[Material provided Boundary: Start]

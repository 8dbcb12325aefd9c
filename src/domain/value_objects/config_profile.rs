//! Config profile value object - names which configuration variant is active
//!
//! Profiles select the config files (`app.yml` for `default`, `{name}-app.yml`
//! otherwise) and therefore the validation patterns.

use std::fmt;

use serde::Serialize;

/// A named configuration variant (e.g. `default`, `production`)
#[derive(Debug, Clone, PartialEq, Eq, Hash, Serialize)]
#[serde(transparent)]
pub struct ConfigProfile(String);

impl ConfigProfile {
    /// Name of the profile used when none is given
    pub const DEFAULT_NAME: &'static str = "default";

    /// Create a profile from a name. Blank names normalize to `default`.
    pub fn new(name: impl Into<String>) -> Self {
        let name = name.into();
        let trimmed = name.trim();
        if trimmed.is_empty() {
            Self::default()
        } else if trimmed.len() == name.len() {
            Self(name)
        } else {
            Self(trimmed.to_string())
        }
    }

    /// Normalize the value of a `--config` CLI option.
    ///
    /// Absent, empty and whitespace-only values all map to `default`.
    pub fn from_cli_option(option: Option<&str>) -> Self {
        match option {
            Some(name) => Self::new(name),
            None => Self::default(),
        }
    }

    pub fn value(&self) -> &str {
        &self.0
    }

    pub fn is_default(&self) -> bool {
        self.0 == Self::DEFAULT_NAME
    }
}

impl Default for ConfigProfile {
    fn default() -> Self {
        Self(Self::DEFAULT_NAME.to_string())
    }
}

impl fmt::Display for ConfigProfile {
    fn fmt(&self, f: &mut fmt::Formatter<'_>) -> fmt::Result {
        f.write_str(&self.0)
    }
}

impl AsRef<str> for ConfigProfile {
    fn as_ref(&self) -> &str {
        &self.0
    }
}

impl From<&str> for ConfigProfile {
    fn from(s: &str) -> Self {
        Self::new(s)
    }
}
#![no_main]

use libfuzzer_sys::fuzz_target;

use breakdown::config::Config;
use breakdown::{
    ConfigProfile, DefaultPatternProvider, InputFilePathResolver, OutputFilePathResolver,
    PathOptions, PathParams, PromptTemplatePathResolver, RootedFs, TwoParams,
};

fuzz_target!(|data: &[u8]| {
    let Ok(raw) = std::str::from_utf8(data) else {
        return;
    };
    let Ok(params) =
        TwoParams::create("to", "issue", ConfigProfile::default(), DefaultPatternProvider)
    else {
        return;
    };

    let options = PathOptions::new()
        .with_from_file(raw)
        .with_destination_file(raw)
        .with_adaptation(raw);
    let path_params = PathParams::new(&params, &options);
    let config = Config::default();
    let fs = RootedFs::new("/fuzz-root");

    let _ = InputFilePathResolver::new(&fs).resolve(&path_params);
    let _ = OutputFilePathResolver::new(&config, &fs).resolve(&path_params);
    let _ = PromptTemplatePathResolver::new(&config, &fs).resolve(&path_params);
});
//! Configuration module for breakdown
//!
//! Configuration hierarchy (highest priority first):
//! 1. Environment variables (BREAKDOWN_*)
//! 2. Profile user config (`user.yml` / `<profile>-user.yml`)
//! 3. Profile app config (`app.yml` / `<profile>-app.yml`)
//! 4. Built-in defaults

mod loader;
mod types;

pub use loader::{
    app_config_file_name, default_config_dir, load_profile, load_with_warnings,
    user_config_file_name, with_env_overrides, ConfigError, ConfigWarning, LoadedConfig,
    CONFIG_SUBDIR, ENV_PROMPT_BASE_DIR, ENV_SCHEMA_BASE_DIR,
};
pub use types::{
    BaseDirConfig, Config, ParamsConfig, PatternConfig, TwoParamsConfig, DEFAULT_PROMPT_BASE_DIR,
    DEFAULT_RESOURCE_DIR, DEFAULT_SCHEMA_BASE_DIR, DEFAULT_WORKING_DIR,
};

[Material provided Boundary: End]

About this exercise: Copy out all of the material, word for word.

Written response:
repository 8dbcb12325aefd9c
filename src/domain/value_objects/config_profile.rs
//! Config profile value object - names which configuration variant is active
//!
//! Profiles select the config files (`app.yml` for `default`, `{name}-app.yml`
//! otherwise) and therefore the validation patterns.

use std::fmt;

use serde::Serialize;

/// A named configuration variant (e.g. `default`, `production`)
#[derive(Debug, Clone, PartialEq, Eq, Hash, Serialize)]
#[serde(transparent)]
pub struct ConfigProfile(String);

impl ConfigProfile {
    /// Name of the profile used when none is given
    pub const DEFAULT_NAME: &'static str = "default";

    /// Create a profile from a name. Blank names normalize to `default`.
    pub fn new(name: impl Into<String>) -> Self {
        let name = name.into();
        let trimmed = name.trim();
        if trimmed.is_empty() {
            Self::default()
        } else if trimmed.len() == name.len() {
            Self(name)
        } else {
            Self(trimmed.to_string())
        }
    }

    /// Normalize the value of a `--config` CLI option.
    ///
    /// Absent, empty and whitespace-only values all map to `default`.
    pub fn from_cli_option(option: Option<&str>) -> Self {
        match option {
            Some(name) => Self::new(name),
            None => Self::default(),
        }
    }

    pub fn value(&self) -> &str {
        &self.0
    }

    pub fn is_default(&self) -> bool {
        self.0 == Self::DEFAULT_NAME
    }
}

impl Default for ConfigProfile {
    fn default() -> Self {
        Self(Self::DEFAULT_NAME.to_string())
    }
}

impl fmt::Display for ConfigProfile {
    fn fmt(&self, f: &mut fmt::Formatter<'_>) -> fmt::Result {
        f.write_str(&self.0)
    }
}

impl AsRef<str> for ConfigProfile {
    fn as_ref(&self) -> &str {
        &self.0
    }
}

impl From<&str> for ConfigProfile {
    fn from(s: &str) -> Self {
        Self::new(s)
    }
}
#![no_main]

use libfuzzer_sys::fuzz_target;

use breakdown::config::Config;
use breakdown::{
    ConfigProfile, DefaultPatternProvider, InputFilePathResolver, OutputFilePathResolver,
    PathOptions, PathParams, PromptTemplatePathResolver, RootedFs, TwoParams,
};

fuzz_target!(|data: &[u8]| {
    let Ok(raw) = std::str::from_utf8(data) else {
        return;
    };
    let Ok(params) =
        TwoParams::create("to", "issue", ConfigProfile::default(), DefaultPatternProvider)
    else {
        return;
    };

    let options = PathOptions::new()
        .with_from_file(raw)
        .with_destination_file(raw)
        .with_adaptation(raw);
    let path_params = PathParams::new(&params, &options);
    let config = Config::default();
    let fs = RootedFs::new("/fuzz-root");

    let _ = InputFilePathResolver::new(&fs).resolve(&path_params);
    let _ = OutputFilePathResolver::new(&config, &fs).resolve(&path_params);
    let _ = PromptTemplatePathResolver::new(&config, &fs).resolve(&path_params);
});
//! Configuration module for breakdown
//!
//! Configuration hierarchy (highest priority first):
//! 1. Environment variables (BREAKDOWN_*)
//! 2. Profile user config (`user.yml` / `<profile>-user.yml`)
//! 3. Profile app config (`app.yml` / `<profile>-app.yml`)
//! 4. Built-in defaults

mod loader;
mod types;

pub use loader::{
    app_config_file_name, default_config_dir, load_profile, load_with_warnings,
    user_config_file_name, with_env_overrides, ConfigError, ConfigWarning, LoadedConfig,
    CONFIG_SUBDIR, ENV_PROMPT_BASE_DIR, ENV_SCHEMA_BASE_DIR,
};
pub use types::{
    BaseDirConfig, Config, ParamsConfig, PatternConfig, TwoParamsConfig, DEFAULT_PROMPT_BASE_DIR,
    DEFAULT_RESOURCE_DIR, DEFAULT_SCHEMA_BASE_DIR, DEFAULT_WORKING_DIR,
};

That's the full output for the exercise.